▶ Your instructions
Look below for the line that has "the build output". Set down the lines from there through the line that has "that skips work", exactly as written.

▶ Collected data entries
━━━━

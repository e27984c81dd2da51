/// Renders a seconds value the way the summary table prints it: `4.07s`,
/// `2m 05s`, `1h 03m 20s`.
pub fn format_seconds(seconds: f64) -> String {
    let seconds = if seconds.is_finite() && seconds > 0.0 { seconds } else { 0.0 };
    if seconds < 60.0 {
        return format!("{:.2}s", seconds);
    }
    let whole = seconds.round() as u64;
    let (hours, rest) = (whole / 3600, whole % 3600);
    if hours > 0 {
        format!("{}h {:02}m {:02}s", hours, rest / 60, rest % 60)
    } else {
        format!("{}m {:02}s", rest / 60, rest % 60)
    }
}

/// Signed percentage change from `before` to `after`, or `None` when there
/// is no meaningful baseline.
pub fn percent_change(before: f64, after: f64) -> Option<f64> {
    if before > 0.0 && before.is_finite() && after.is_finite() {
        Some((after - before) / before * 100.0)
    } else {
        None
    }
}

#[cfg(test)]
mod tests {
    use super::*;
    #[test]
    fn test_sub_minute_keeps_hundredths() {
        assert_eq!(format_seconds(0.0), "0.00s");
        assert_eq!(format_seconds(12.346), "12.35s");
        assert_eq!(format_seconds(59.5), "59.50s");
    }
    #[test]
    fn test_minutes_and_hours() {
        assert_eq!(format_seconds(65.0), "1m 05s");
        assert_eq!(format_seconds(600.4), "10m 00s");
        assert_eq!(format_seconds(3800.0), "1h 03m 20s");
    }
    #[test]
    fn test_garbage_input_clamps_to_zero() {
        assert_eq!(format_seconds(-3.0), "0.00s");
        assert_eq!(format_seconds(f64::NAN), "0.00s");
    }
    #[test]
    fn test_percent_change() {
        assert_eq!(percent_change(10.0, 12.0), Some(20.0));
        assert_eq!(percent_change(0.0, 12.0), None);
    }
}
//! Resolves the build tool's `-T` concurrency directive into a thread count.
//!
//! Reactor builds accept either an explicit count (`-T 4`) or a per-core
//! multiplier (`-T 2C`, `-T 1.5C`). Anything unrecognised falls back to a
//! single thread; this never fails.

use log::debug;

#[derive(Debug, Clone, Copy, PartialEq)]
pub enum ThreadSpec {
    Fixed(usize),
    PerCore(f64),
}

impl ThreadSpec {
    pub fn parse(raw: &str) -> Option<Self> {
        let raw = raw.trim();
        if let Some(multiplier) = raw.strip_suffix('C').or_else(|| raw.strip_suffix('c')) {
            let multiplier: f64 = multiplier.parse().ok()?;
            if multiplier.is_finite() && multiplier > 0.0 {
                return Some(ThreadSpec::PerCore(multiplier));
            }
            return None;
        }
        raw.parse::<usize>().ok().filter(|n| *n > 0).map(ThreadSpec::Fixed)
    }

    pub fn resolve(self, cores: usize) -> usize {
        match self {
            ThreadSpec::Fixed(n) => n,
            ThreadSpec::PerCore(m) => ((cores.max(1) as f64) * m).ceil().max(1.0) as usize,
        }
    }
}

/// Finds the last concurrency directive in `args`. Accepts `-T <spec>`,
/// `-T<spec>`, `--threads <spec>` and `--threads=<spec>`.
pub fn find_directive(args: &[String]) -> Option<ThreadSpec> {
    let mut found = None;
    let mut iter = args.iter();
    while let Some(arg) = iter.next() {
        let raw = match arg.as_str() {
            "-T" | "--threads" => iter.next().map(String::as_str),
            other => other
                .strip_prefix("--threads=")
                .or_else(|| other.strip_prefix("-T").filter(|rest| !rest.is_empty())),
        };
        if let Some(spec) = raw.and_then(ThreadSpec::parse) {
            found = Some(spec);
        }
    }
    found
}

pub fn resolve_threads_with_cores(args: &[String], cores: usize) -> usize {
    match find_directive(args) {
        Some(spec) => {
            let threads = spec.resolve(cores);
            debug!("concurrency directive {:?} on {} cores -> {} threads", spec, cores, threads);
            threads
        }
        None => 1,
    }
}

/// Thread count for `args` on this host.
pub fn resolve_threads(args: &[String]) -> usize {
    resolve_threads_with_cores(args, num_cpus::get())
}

━━━━

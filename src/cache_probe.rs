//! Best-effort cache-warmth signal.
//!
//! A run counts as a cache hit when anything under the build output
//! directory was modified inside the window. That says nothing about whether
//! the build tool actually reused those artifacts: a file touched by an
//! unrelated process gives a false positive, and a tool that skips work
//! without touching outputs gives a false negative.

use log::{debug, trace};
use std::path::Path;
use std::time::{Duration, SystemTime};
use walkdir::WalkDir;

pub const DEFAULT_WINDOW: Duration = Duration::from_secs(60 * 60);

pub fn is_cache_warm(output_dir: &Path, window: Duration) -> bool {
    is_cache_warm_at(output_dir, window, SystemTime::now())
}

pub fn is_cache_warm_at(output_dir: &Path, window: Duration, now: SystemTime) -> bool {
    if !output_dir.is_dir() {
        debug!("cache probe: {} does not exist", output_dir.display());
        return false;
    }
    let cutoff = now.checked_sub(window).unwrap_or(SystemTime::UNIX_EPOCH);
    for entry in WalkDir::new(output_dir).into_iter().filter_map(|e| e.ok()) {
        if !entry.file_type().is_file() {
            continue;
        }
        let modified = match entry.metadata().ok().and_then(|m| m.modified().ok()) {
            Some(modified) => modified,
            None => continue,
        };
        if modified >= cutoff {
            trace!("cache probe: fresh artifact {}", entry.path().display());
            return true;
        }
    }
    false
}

━━━━

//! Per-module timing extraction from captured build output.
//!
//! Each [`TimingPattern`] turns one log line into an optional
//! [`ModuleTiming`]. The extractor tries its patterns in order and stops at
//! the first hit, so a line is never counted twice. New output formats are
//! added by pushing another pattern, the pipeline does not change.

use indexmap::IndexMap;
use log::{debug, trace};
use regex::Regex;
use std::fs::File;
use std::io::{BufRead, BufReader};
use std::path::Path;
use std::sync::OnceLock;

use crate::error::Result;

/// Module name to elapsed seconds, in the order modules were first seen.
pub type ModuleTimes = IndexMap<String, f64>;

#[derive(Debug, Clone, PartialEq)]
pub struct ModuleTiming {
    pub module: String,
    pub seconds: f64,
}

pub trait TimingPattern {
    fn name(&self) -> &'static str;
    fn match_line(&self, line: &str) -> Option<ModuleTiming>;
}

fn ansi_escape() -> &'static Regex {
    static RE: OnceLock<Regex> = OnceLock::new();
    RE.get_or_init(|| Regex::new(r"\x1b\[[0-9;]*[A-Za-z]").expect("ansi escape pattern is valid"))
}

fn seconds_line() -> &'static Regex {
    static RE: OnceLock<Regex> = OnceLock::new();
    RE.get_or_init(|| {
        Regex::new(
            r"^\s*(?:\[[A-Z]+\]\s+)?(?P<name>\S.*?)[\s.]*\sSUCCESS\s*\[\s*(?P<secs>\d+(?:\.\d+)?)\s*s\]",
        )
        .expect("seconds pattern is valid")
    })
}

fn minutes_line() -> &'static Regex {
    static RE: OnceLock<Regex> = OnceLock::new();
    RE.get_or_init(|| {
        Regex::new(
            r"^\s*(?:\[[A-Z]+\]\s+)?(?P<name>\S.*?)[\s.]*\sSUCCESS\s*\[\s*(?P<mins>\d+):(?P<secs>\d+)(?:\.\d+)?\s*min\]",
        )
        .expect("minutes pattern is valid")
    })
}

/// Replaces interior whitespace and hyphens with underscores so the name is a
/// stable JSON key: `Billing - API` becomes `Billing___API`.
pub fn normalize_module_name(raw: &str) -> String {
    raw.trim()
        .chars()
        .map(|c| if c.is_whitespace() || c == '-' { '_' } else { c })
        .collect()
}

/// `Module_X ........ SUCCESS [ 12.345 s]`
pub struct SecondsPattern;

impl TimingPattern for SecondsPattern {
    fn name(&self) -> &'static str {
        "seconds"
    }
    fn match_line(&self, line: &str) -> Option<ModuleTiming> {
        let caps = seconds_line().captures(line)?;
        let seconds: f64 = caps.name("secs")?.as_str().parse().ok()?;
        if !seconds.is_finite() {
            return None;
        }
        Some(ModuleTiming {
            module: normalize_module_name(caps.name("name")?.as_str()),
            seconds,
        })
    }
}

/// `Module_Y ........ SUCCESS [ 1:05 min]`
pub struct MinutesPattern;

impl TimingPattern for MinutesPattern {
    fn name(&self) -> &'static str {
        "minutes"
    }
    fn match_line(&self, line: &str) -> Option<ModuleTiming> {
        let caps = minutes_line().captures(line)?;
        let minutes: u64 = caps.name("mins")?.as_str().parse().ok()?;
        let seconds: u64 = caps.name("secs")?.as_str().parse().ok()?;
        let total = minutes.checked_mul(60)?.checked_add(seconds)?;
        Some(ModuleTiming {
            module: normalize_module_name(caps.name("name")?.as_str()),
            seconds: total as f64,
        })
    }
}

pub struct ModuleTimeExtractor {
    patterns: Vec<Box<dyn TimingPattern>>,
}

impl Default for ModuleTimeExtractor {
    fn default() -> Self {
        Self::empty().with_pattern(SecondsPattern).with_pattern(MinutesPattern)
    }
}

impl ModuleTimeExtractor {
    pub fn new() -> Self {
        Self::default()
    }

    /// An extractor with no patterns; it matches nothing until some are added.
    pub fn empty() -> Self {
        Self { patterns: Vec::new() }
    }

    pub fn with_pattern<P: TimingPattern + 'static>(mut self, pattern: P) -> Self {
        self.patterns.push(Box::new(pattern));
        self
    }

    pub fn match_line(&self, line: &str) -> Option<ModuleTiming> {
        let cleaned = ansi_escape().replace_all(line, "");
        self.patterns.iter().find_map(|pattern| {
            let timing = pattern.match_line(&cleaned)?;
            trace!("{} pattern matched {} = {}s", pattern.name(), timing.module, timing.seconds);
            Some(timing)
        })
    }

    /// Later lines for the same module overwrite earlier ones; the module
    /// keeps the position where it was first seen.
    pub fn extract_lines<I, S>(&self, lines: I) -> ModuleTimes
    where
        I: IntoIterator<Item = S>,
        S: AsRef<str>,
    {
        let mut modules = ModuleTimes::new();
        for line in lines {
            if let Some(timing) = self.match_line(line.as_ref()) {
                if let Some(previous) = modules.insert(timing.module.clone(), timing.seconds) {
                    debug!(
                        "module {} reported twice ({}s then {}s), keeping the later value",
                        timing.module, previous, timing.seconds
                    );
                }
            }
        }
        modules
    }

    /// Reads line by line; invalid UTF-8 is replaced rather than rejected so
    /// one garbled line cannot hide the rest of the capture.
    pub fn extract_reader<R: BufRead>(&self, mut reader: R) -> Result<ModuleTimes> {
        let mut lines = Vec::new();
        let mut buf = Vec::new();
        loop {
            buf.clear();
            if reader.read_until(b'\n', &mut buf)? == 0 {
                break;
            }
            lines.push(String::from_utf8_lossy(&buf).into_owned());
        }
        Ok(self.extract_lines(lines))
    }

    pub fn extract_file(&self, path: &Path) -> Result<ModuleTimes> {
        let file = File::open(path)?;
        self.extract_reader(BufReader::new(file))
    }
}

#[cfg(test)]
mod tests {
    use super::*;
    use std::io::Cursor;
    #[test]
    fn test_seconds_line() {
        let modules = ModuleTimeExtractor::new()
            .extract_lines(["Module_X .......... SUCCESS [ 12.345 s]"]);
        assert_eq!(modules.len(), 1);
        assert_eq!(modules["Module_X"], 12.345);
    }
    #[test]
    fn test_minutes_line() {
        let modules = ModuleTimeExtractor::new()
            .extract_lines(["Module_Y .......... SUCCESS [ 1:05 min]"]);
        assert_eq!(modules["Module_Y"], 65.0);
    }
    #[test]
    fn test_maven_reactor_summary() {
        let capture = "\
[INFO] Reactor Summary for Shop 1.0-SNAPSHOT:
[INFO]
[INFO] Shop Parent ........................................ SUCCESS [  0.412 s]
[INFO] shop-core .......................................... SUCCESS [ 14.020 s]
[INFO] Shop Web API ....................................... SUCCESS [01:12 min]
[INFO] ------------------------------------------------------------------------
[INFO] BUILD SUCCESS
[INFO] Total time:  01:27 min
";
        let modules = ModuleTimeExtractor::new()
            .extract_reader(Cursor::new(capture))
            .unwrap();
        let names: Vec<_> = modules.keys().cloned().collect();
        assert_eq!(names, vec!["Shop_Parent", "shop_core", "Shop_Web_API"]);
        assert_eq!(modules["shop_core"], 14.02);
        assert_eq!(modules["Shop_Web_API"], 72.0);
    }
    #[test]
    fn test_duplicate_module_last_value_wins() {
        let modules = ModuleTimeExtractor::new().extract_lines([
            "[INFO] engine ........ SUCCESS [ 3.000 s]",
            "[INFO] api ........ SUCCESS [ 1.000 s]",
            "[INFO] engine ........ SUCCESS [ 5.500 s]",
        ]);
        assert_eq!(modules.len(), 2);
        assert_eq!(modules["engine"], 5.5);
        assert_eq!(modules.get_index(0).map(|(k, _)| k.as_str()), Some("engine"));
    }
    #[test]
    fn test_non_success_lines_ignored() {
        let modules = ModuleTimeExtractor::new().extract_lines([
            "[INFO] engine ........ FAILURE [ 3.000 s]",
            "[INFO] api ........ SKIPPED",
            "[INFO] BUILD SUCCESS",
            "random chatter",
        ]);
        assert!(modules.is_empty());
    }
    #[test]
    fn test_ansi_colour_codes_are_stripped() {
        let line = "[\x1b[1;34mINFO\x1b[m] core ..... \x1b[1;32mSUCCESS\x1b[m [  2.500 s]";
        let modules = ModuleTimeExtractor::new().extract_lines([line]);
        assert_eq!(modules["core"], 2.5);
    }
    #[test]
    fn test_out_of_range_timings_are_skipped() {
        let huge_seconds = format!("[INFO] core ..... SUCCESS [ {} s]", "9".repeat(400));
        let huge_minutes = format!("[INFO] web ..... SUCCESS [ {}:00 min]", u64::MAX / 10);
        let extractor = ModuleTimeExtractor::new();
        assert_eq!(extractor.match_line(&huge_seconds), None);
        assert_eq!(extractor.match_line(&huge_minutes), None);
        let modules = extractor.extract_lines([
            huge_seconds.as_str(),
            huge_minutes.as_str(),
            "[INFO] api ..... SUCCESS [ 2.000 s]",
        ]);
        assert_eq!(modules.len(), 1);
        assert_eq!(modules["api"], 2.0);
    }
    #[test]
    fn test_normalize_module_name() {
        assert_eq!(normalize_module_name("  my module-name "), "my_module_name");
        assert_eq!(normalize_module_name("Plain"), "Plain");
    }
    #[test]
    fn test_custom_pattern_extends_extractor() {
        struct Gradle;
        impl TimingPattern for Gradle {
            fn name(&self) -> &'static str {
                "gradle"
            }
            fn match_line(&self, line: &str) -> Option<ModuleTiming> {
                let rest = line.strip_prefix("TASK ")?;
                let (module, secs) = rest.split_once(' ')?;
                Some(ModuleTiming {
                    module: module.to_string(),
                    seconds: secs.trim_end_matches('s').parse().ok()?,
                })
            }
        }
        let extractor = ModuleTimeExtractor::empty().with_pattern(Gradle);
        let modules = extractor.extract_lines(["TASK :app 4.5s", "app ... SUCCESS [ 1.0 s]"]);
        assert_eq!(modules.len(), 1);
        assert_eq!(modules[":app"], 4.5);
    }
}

━━━━

▶ Exercise response
//! A run counts as a cache hit when anything under the build output
//! directory was modified inside the window. That says nothing about whether
//! the build tool actually reused those artifacts: a file touched by an
//! unrelated process gives a false positive, and a tool that skips work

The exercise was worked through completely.